ACTIVITY —
The lines from the start of the records through the one containing "Role identifier for" are to be transcribed exactly, and nothing else.

DATASET RECORDS —
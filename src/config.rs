//! API client configuration.
//!
//! The base URL and the role-identifier constant are build/deploy-time settings. They can be
//! supplied programmatically through [`ClientConfig::builder`] or read from the environment with
//! [`ClientConfig::from_env`]:
//!
//! | Variable                   | Meaning                                   |
//! |----------------------------|-------------------------------------------|
//! | `REPAIRDESK_API_URL`       | Base URL of the remote API (required).    |
//! | `REPAIRDESK_ADMIN_ROLE_ID` | Role identifier for administrators.       |
//! | `REPAIRDESK_TIMEOUT_SECS`  | Default request timeout in seconds.       |

// std
use std::{net::IpAddr, time::Duration as StdDuration};
// self
use crate::{_prelude::*, error::ConfigError};

/// Environment variable holding the API base URL.
pub const ENV_API_URL: &str = "REPAIRDESK_API_URL";
/// Environment variable holding the administrator role identifier.
pub const ENV_ADMIN_ROLE_ID: &str = "REPAIRDESK_ADMIN_ROLE_ID";
/// Environment variable overriding the default request timeout.
pub const ENV_TIMEOUT_SECS: &str = "REPAIRDESK_TIMEOUT_SECS";

/// Validated client configuration.
#[derive(Clone, Debug, PartialEq, Eq)]
pub struct ClientConfig {
	/// Base URL every API path is joined onto. Always ends with `/`.
	pub base_url: Url,
	/// Timeout applied to ordinary JSON calls.
	pub timeout: StdDuration,
	/// Timeout applied to multipart uploads.
	pub upload_timeout: StdDuration,
	/// Path of the credential validation endpoint, relative to the base URL.
	pub validation_path: String,
	/// Role identifier used by administrative lookups, when configured.
	pub admin_role_id: Option<String>,
}
impl ClientConfig {
	/// Default timeout for JSON calls.
	pub const DEFAULT_TIMEOUT: StdDuration = StdDuration::from_secs(10);
	/// Default timeout for multipart uploads.
	pub const DEFAULT_UPLOAD_TIMEOUT: StdDuration = StdDuration::from_secs(60);
	/// Default path of the credential validation endpoint.
	pub const DEFAULT_VALIDATION_PATH: &'static str = "auth/validate-token";

	/// Creates a builder for the provided base URL.
	pub fn builder(base_url: impl AsRef<str>) -> ClientConfigBuilder {
		ClientConfigBuilder::new(base_url.as_ref())
	}

	/// Reads the configuration from process environment variables.
	pub fn from_env() -> Result<Self, ConfigError> {
		Self::from_lookup(|name| std::env::var(name).ok())
	}

	/// Reads the configuration through an arbitrary variable lookup.
	pub fn from_lookup<F>(lookup: F) -> Result<Self, ConfigError>
	where
		F: Fn(&str) -> Option<String>,
	{
		let base_url = lookup(ENV_API_URL)
			.filter(|value| !value.trim().is_empty())
			.ok_or(ConfigError::MissingEnv { name: ENV_API_URL })?;
		let mut builder = Self::builder(base_url.trim());

		if let Some(role) = lookup(ENV_ADMIN_ROLE_ID).filter(|value| !value.trim().is_empty()) {
			builder = builder.admin_role_id(role.trim());
		}
		if let Some(raw) = lookup(ENV_TIMEOUT_SECS) {
			let secs = raw.trim().parse::<u64>().map_err(|e| ConfigError::InvalidEnv {
				name: ENV_TIMEOUT_SECS,
				reason: e.to_string(),
			})?;

			builder = builder.timeout(StdDuration::from_secs(secs));
		}

		builder.build()
	}

	/// Joins an API path onto the base URL.
	pub fn endpoint(&self, path: &str) -> Result<Url, ConfigError> {
		Ok(self.base_url.join(path.trim_start_matches('/'))?)
	}

	/// Absolute URL of the credential validation endpoint.
	pub fn validation_url(&self) -> Result<Url, ConfigError> {
		self.endpoint(&self.validation_path)
	}
}

/// Builder for [`ClientConfig`] values.
#[derive(Debug)]
pub struct ClientConfigBuilder {
	base_url: String,
	timeout: StdDuration,
	upload_timeout: StdDuration,
	validation_path: String,
	admin_role_id: Option<String>,
}
impl ClientConfigBuilder {
	fn new(base_url: &str) -> Self {
		Self {
			base_url: base_url.to_owned(),
			timeout: ClientConfig::DEFAULT_TIMEOUT,
			upload_timeout: ClientConfig::DEFAULT_UPLOAD_TIMEOUT,
			validation_path: ClientConfig::DEFAULT_VALIDATION_PATH.into(),
			admin_role_id: None,
		}
	}

	/// Overrides the JSON call timeout.
	pub fn timeout(mut self, timeout: StdDuration) -> Self {
		self.timeout = timeout;

		self
	}

	/// Overrides the multipart upload timeout.
	pub fn upload_timeout(mut self, timeout: StdDuration) -> Self {
		self.upload_timeout = timeout;

		self
	}

	/// Overrides the validation endpoint path.
	pub fn validation_path(mut self, path: impl Into<String>) -> Self {
		self.validation_path = path.into();

		self
	}

	/// Sets the administrator role identifier.
	pub fn admin_role_id(mut self, role: impl Into<String>) -> Self {
		self.admin_role_id = Some(role.into());

		self
	}

	/// Consumes the builder and validates the resulting configuration.
	pub fn build(self) -> Result<ClientConfig, ConfigError> {
		let mut base_url = Url::parse(&self.base_url)?;

		if base_url.cannot_be_a_base() {
			return Err(ConfigError::CannotBeBase { url: base_url.to_string() });
		}
		if base_url.scheme() != "https" && !(base_url.scheme() == "http" && is_loopback(&base_url)) {
			return Err(ConfigError::InsecureBaseUrl { url: base_url.to_string() });
		}
		if !base_url.path().ends_with('/') {
			let path = format!("{}/", base_url.path());

			base_url.set_path(&path);
		}
		if self.timeout.is_zero() {
			return Err(ConfigError::ZeroTimeout { which: "request" });
		}
		if self.upload_timeout.is_zero() {
			return Err(ConfigError::ZeroTimeout { which: "upload" });
		}

		let config = ClientConfig {
			base_url,
			timeout: self.timeout,
			upload_timeout: self.upload_timeout,
			validation_path: self.validation_path,
			admin_role_id: self.admin_role_id,
		};

		config.validation_url()?;

		Ok(config)
	}
}

// Plain HTTP is tolerated only for development servers on this machine.
fn is_loopback(url: &Url) -> bool {
	match url.host() {
		Some(url::Host::Domain(domain)) => domain.eq_ignore_ascii_case("localhost"),
		Some(url::Host::Ipv4(ip)) => IpAddr::V4(ip).is_loopback(),
		Some(url::Host::Ipv6(ip)) => IpAddr::V6(ip).is_loopback(),
		None => false,
	}
}

#[cfg(test)]
mod tests {
	// self
	use super::*;

	fn lookup_from(pairs: &[(&'static str, &'static str)]) -> impl Fn(&str) -> Option<String> {
		let owned = pairs.to_vec();

		move |name| owned.iter().find(|(key, _)| *key == name).map(|(_, value)| value.to_string())
	}

	#[test]
	fn builder_applies_defaults_and_normalizes_base() {
		let config = ClientConfig::builder("https://api.example.com/v1")
			.build()
			.expect("HTTPS base URL should be accepted.");

		assert_eq!(config.base_url.as_str(), "https://api.example.com/v1/");
		assert_eq!(config.timeout, ClientConfig::DEFAULT_TIMEOUT);
		assert_eq!(config.upload_timeout, ClientConfig::DEFAULT_UPLOAD_TIMEOUT);
		assert_eq!(
			config.validation_url().expect("Validation URL should join.").as_str(),
			"https://api.example.com/v1/auth/validate-token"
		);
		assert_eq!(
			config.endpoint("/api/user/current").expect("Endpoint should join.").as_str(),
			"https://api.example.com/v1/api/user/current"
		);
	}

	#[test]
	fn rejects_plain_http_outside_loopback() {
		let err = ClientConfig::builder("http://172.28.205.8:8080")
			.build()
			.expect_err("Plain HTTP against a LAN host should be rejected.");

		assert!(matches!(err, ConfigError::InsecureBaseUrl { .. }));

		ClientConfig::builder("http://127.0.0.1:8080")
			.build()
			.expect("Loopback development servers may use plain HTTP.");
		ClientConfig::builder("http://localhost:8080")
			.build()
			.expect("Localhost development servers may use plain HTTP.");
	}

	#[test]
	fn rejects_zero_timeouts_and_bad_urls() {
		let err = ClientConfig::builder("https://api.example.com")
			.upload_timeout(StdDuration::ZERO)
			.build()
			.expect_err("Zero upload timeout should be rejected.");

		assert!(matches!(err, ConfigError::ZeroTimeout { which: "upload" }));

		let err = ClientConfig::builder("not a url").build().expect_err("Garbage should fail.");

		assert!(matches!(err, ConfigError::InvalidUrl { .. }));

		let err =
			ClientConfig::builder("mailto:desk@example.com").build().expect_err("mailto fails.");

		assert!(matches!(err, ConfigError::CannotBeBase { .. }));
	}

	#[test]
	fn reads_environment_lookup() {
		let config = ClientConfig::from_lookup(lookup_from(&[
			(ENV_API_URL, " https://api.example.com "),
			(ENV_ADMIN_ROLE_ID, "1"),
			(ENV_TIMEOUT_SECS, "15"),
		]))
		.expect("Complete environment should build a config.");

		assert_eq!(config.base_url.as_str(), "https://api.example.com/");
		assert_eq!(config.admin_role_id.as_deref(), Some("1"));
		assert_eq!(config.timeout, StdDuration::from_secs(15));
	}

	#[test]
	fn environment_errors_name_the_variable() {
		let err = ClientConfig::from_lookup(lookup_from(&[]))
			.expect_err("Missing base URL should be reported.");

		assert!(matches!(err, ConfigError::MissingEnv { name: ENV_API_URL }));

		let err = ClientConfig::from_lookup(lookup_from(&[
			(ENV_API_URL, "https://api.example.com"),
			(ENV_TIMEOUT_SECS, "ten"),
		]))
		.expect_err("Non-numeric timeout should be reported.");

		assert!(matches!(err, ConfigError::InvalidEnv { name: ENV_TIMEOUT_SECS, .. }));
	}
}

WRITTEN RESPONSE —
filename src/config.rs
//! API client configuration.
//!
//! The base URL and the role-identifier constant are build/deploy-time settings. They can be
//! supplied programmatically through [`ClientConfig::builder`] or read from the environment with
//! [`ClientConfig::from_env`]:
//!
//! | Variable                   | Meaning                                   |
//! |----------------------------|-------------------------------------------|
//! | `REPAIRDESK_API_URL`       | Base URL of the remote API (required).    |
//! | `REPAIRDESK_ADMIN_ROLE_ID` | Role identifier for administrators.       |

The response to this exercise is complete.